(Stored data entries)

=== Begin Enclosure ===

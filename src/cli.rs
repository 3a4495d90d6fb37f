//! Command-line interface argument parsing.

use std::path::PathBuf;

use anyhow::{Result, bail, ensure};
use clap::Parser;

use crate::config::DashboardConfig;
use crate::data::filter::{BatchFilter, FilterState};
use crate::data::loader::SourceSpec;

/// Internship Dashboard - summarise student internship marks
///
/// Loads the cohort sheets of a marks workbook (or one CSV file per cohort),
/// drops rows without an organization, course or numeric marks, and shows
/// the top organizations, the marks histogram and the top courses.
///
/// Examples:
///   internship-dashboard marksexcel.xlsx
///   internship-dashboard --csv y21.csv --csv y22.csv
///   internship-dashboard marksexcel.xlsx --print --batch Y22 --bins 10
#[derive(Parser, Debug, Clone)]
#[command(author, version, about, long_about = None)]
pub struct Args {
    /// Marks workbook (.xlsx, .xlsm, .xls, .xlsb, .ods)
    #[arg(value_name = "WORKBOOK", conflicts_with = "csv")]
    pub workbook: Option<PathBuf>,

    /// CSV source, one per cohort in cohort order (repeatable)
    #[arg(long, value_name = "FILE")]
    pub csv: Vec<PathBuf>,

    /// TOML file overriding the schema, cohorts and control bounds
    #[arg(short, long, value_name = "FILE", env = "INTERNSHIP_DASHBOARD_CONFIG")]
    pub config: Option<PathBuf>,

    /// Print the three summaries to stdout instead of opening the window
    #[arg(long)]
    pub print: bool,

    /// Batch to summarise: All or a cohort label
    #[arg(long, default_value = "All", value_name = "BATCH")]
    pub batch: String,

    /// Number of organizations to rank (default from config)
    #[arg(long, value_name = "N")]
    pub top_orgs: Option<usize>,

    /// Number of courses to rank (default from config)
    #[arg(long, value_name = "N")]
    pub top_courses: Option<usize>,

    /// Histogram bin count (default from config)
    #[arg(long, value_name = "N")]
    pub bins: Option<usize>,

    /// Enable debug logging
    #[arg(short, long)]
    pub verbose: bool,
}

impl Args {
    /// The sources named on the command line, if any.
    pub fn source_spec(&self) -> Result<Option<SourceSpec>> {
        if let Some(wb) = &self.workbook {
            return Ok(Some(SourceSpec::from_paths(vec![wb.clone()])?));
        }
        if self.csv.is_empty() {
            return Ok(None);
        }
        Ok(Some(SourceSpec::from_paths(self.csv.clone())?))
    }

    /// Control values for `--print`, defaults and bounds taken from `config`.
    pub fn filter_state(&self, config: &DashboardConfig) -> Result<FilterState> {
        let controls = &config.controls;
        let top_organizations = self.top_orgs.unwrap_or(controls.default_top_n);
        let top_courses = self.top_courses.unwrap_or(controls.default_top_n);
        let bins = self.bins.unwrap_or(controls.default_bins);

        ensure!(
            top_organizations >= controls.min_top_n && top_courses >= controls.min_top_n,
            "top-N values must be at least {}",
            controls.min_top_n
        );
        ensure!(
            (controls.min_bins..=controls.max_bins).contains(&bins),
            "--bins must be between {} and {}",
            controls.min_bins,
            controls.max_bins
        );

        let batch = BatchFilter::parse(&self.batch);
        if let BatchFilter::Cohort(label) = &batch {
            let labels = config.cohort_labels();
            if !labels.contains(label) {
                bail!("unknown batch '{label}' (expected All or one of: {})", labels.join(", "));
            }
        }

        Ok(FilterState {
            batch,
            top_organizations,
            top_courses,
            bins,
        })
    }
}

=== End Enclosure ===

WHAT TO DO:
This exercise requires the entries above to be restated exactly.

TASK RESULT:
filename src/cli.rs
repository 3a4495d90d6fb37f
//! Command-line interface argument parsing.

use std::path::PathBuf;

use anyhow::{Result, bail, ensure};
use clap::Parser;

use crate::config::DashboardConfig;
use crate::data::filter::{BatchFilter, FilterState};
use crate::data::loader::SourceSpec;

/// Internship Dashboard - summarise student internship marks
///
/// Loads the cohort sheets of a marks workbook (or one CSV file per cohort),
/// drops rows without an organization, course or numeric marks, and shows
/// the top organizations, the marks histogram and the top courses.
///
/// Examples:
///   internship-dashboard marksexcel.xlsx
///   internship-dashboard --csv y21.csv --csv y22.csv
///   internship-dashboard marksexcel.xlsx --print --batch Y22 --bins 10
#[derive(Parser, Debug, Clone)]
#[command(author, version, about, long_about = None)]
pub struct Args {
    /// Marks workbook (.xlsx, .xlsm, .xls, .xlsb, .ods)
    #[arg(value_name = "WORKBOOK", conflicts_with = "csv")]
    pub workbook: Option<PathBuf>,

    /// CSV source, one per cohort in cohort order (repeatable)
    #[arg(long, value_name = "FILE")]
    pub csv: Vec<PathBuf>,

    /// TOML file overriding the schema, cohorts and control bounds
    #[arg(short, long, value_name = "FILE", env = "INTERNSHIP_DASHBOARD_CONFIG")]
    pub config: Option<PathBuf>,

    /// Print the three summaries to stdout instead of opening the window
    #[arg(long)]
    pub print: bool,

    /// Batch to summarise: All or a cohort label
    #[arg(long, default_value = "All", value_name = "BATCH")]
    pub batch: String,

    /// Number of organizations to rank (default from config)
    #[arg(long, value_name = "N")]
    pub top_orgs: Option<usize>,

    /// Number of courses to rank (default from config)
    #[arg(long, value_name = "N")]
    pub top_courses: Option<usize>,

    /// Histogram bin count (default from config)
    #[arg(long, value_name = "N")]
    pub bins: Option<usize>,

    /// Enable debug logging
    #[arg(short, long)]
    pub verbose: bool,
}

impl Args {
    /// The sources named on the command line, if any.
    pub fn source_spec(&self) -> Result<Option<SourceSpec>> {
        if let Some(wb) = &self.workbook {
            return Ok(Some(SourceSpec::from_paths(vec![wb.clone()])?));
        }
        if self.csv.is_empty() {
            return Ok(None);
        }
        Ok(Some(SourceSpec::from_paths(self.csv.clone())?))
    }

    /// Control values for `--print`, defaults and bounds taken from `config`.
    pub fn filter_state(&self, config: &DashboardConfig) -> Result<FilterState> {
        let controls = &config.controls;
        let top_organizations = self.top_orgs.unwrap_or(controls.default_top_n);
        let top_courses = self.top_courses.unwrap_or(controls.default_top_n);
        let bins = self.bins.unwrap_or(controls.default_bins);

        ensure!(
            top_organizations >= controls.min_top_n && top_courses >= controls.min_top_n,
            "top-N values must be at least {}",
            controls.min_top_n
        );
        ensure!(
            (controls.min_bins..=controls.max_bins).contains(&bins),
            "--bins must be between {} and {}",
            controls.min_bins,
            controls.max_bins
        );

        let batch = BatchFilter::parse(&self.batch);
        if let BatchFilter::Cohort(label) = &batch {
            let labels = config.cohort_labels();
            if !labels.contains(label) {
                bail!("unknown batch '{label}' (expected All or one of: {})", labels.join(", "));
            }
        }

        Ok(FilterState {
            batch,
            top_organizations,
            top_courses,
            bins,
        })
    }
}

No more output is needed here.